Оказалось, что фаворит Зубов и его дипломат Марков взялись за щекотливое дело, не имея понятия о тех трудностях, которые оно представляло, а Екатерина, в свою очередь, напрасно доверяла таким безрассудным людям. В то время, как молодые люди обменивались нежными клятвами, умудрённым жизнью дипломатам нужно было бы выяснить условия заключения брака. Но граф Морков, легкомысленный и невнимательный благодаря гордости и презрению ко всему, что непосредственно его не касалось, был уверен, что все само устроится, и не позаботился о том, чтобы условия брака были выражены в письменной форме и своевременно подписаны! А когда дело дошло до подписи, возникли препятствия: Екатерина потребовала от Густова, чтобы будущей супруге его обеспечили полную свободу совести и религии. Но по шведской Конституции это было невозможно: в королевстве разрешалось лишь лютеранское вероисповедание!
Король Густав IV, в свою очередь, желал, чтобы русская княжна, будущая королева Швеции, перешла в лютеранство. Граф Морков не обратил на это обстоятельство особого внимания, и решил, что нужно двигать дело и поступать так, как будто бы все уже было обсуждено, не давая шведам времени для размышлений, в том расчете, что они не осмелятся отказаться от дела, которое зашло уже слишком далеко; он полагал далее, что прекрасная наружность великой княжны довершит все то, чего не могла достичь ловкость дипломатии.

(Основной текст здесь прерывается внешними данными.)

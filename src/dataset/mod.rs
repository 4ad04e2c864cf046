//! Synthetic grouping datasets.
//!
//! Generates a table of integer attribute columns, each drawn uniformly from
//! `1..=domain`, so that the column's domain bounds its own cardinality and
//! wider groupings refine narrower ones.

use rand::Rng;
use rusqlite::{params_from_iter, Connection};
use tracing::{debug, info};

use crate::attribute::{Attribute, AttributeUniverse};
use crate::sql;

/// Errors raised while generating a dataset.
#[derive(Debug, thiserror::Error)]
pub enum DatasetError {
    #[error("SQLite error: {0}")]
    Sqlite(#[from] rusqlite::Error),

    #[error("invalid dataset: {0}")]
    Invalid(String),
}

pub type DatasetResult<T> = Result<T, DatasetError>;

/// A generated column and the size of its value domain.
#[derive(Debug, Clone, PartialEq, Eq)]
pub struct ColumnSpec {
    pub attribute: Attribute,
    pub domain: u32,
}

/// Layout of a synthetic table.
#[derive(Debug, Clone, PartialEq, Eq)]
pub struct SyntheticTable {
    pub table: String,
    pub columns: Vec<ColumnSpec>,
}

impl SyntheticTable {
    pub fn new(table: impl Into<String>, columns: Vec<ColumnSpec>) -> DatasetResult<Self> {
        let table = table.into();
        if table.is_empty() {
            return Err(DatasetError::Invalid("table name is empty".to_string()));
        }
        if columns.is_empty() {
            return Err(DatasetError::Invalid("no columns defined".to_string()));
        }
        if let Some(c) = columns.iter().find(|c| c.domain == 0) {
            return Err(DatasetError::Invalid(format!(
                "column {} has an empty domain",
                c.attribute.column
            )));
        }
        Ok(Self { table, columns })
    }

    /// The universe of groupable attributes this table exposes.
    pub fn universe(&self) -> DatasetResult<AttributeUniverse> {
        AttributeUniverse::new(self.columns.iter().map(|c| c.attribute.clone()).collect())
            .map_err(|e| DatasetError::Invalid(e.to_string()))
    }

    fn column_names(&self) -> Vec<&str> {
        self.columns
            .iter()
            .map(|c| c.attribute.column.as_str())
            .collect()
    }

    /// Recreate the table and fill it with `rows` random rows.
    ///
    /// Runs in a single transaction; on error the previous table is kept.
    pub fn generate<R: Rng + ?Sized>(
        &self,
        conn: &mut Connection,
        rows: u64,
        rng: &mut R,
    ) -> DatasetResult<u64> {
        let columns = self.column_names();
        info!(table = %self.table, rows, "generating dataset");

        let tx = conn.transaction()?;
        tx.execute(
            &format!("DROP TABLE IF EXISTS {}", sql::quote_ident(&self.table)),
            [],
        )?;
        tx.execute(&sql::create_integer_table(&self.table, &columns), [])?;
        {
            let mut stmt = tx.prepare(&sql::insert_row(&self.table, &columns))?;
            let mut values = vec![0i64; self.columns.len()];
            for row in 0..rows {
                for (value, column) in values.iter_mut().zip(&self.columns) {
                    *value = i64::from(rng.random_range(1..=column.domain));
                }
                stmt.execute(params_from_iter(values.iter()))?;
                if (row + 1) % 100_000 == 0 {
                    debug!(inserted = row + 1, "generating dataset");
                }
            }
        }
        tx.commit()?;
        Ok(rows)
    }
}

/// Draw a row count from `[min, max)`, or exactly `min` when they are equal.
pub fn draw_row_count<R: Rng + ?Sized>(min: u64, max: u64, rng: &mut R) -> DatasetResult<u64> {
    match min.cmp(&max) {
        std::cmp::Ordering::Less => Ok(rng.random_range(min..max)),
        std::cmp::Ordering::Equal => Ok(min),
        std::cmp::Ordering::Greater => Err(DatasetError::Invalid(format!(
            "row range {min}..{max} is empty"
        ))),
    }
}

/// Number of rows currently in `table`.
pub fn row_count(conn: &Connection, table: &str) -> DatasetResult<u64> {
    let count: i64 = conn.query_row(
        &format!("SELECT COUNT(*) FROM {}", sql::quote_ident(table)),
        [],
        |row| row.get(0),
    )?;
    Ok(count.max(0) as u64)
}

Но дела приняли не тот оборот, на какой рассчитывал Морков: молодой король был самым ревностным протестантом во всей Швеции, и категорически не хотел дать своего согласия на то, чтобы у его жены была в Стокгольме православная церковь. Его министры, советники, регент, боясь последствий оскорбления, наносимого Екатерине, советовали ему уступить ее желаниям и изыскать какое-нибудь среднее примирительное решение, но все было напрасно. Вместо того чтобы поддаться этим убеждениям, Густав IV в продолжительных беседах с молодой великой княжной старался склонить ее на свою сторону, и почти заставил ее дать обещание принять протестантскую религию; а все предложения графа Моркова им отвергались. Напрасно говорили Густаву, что он подвергает Швецию опасности войны с Россией, если, зайдя уже так далеко, откажется от брачного союза перед самым его совершением. Все было тщетно.
Это упорство молодого короля по отношению к требованиям России и ее могущественной властительницы вначале обеспокоило, затем испугало шведов, но, в конце концов, им понравилось; их тщеславию льстило, что король выказал столько характера. Оживление, вызванное в Петербурге появлением шведов, с их королем во главе, на следующий же день после описанного события сменилось мрачным безмолвием, разочарованием и неудовольствием.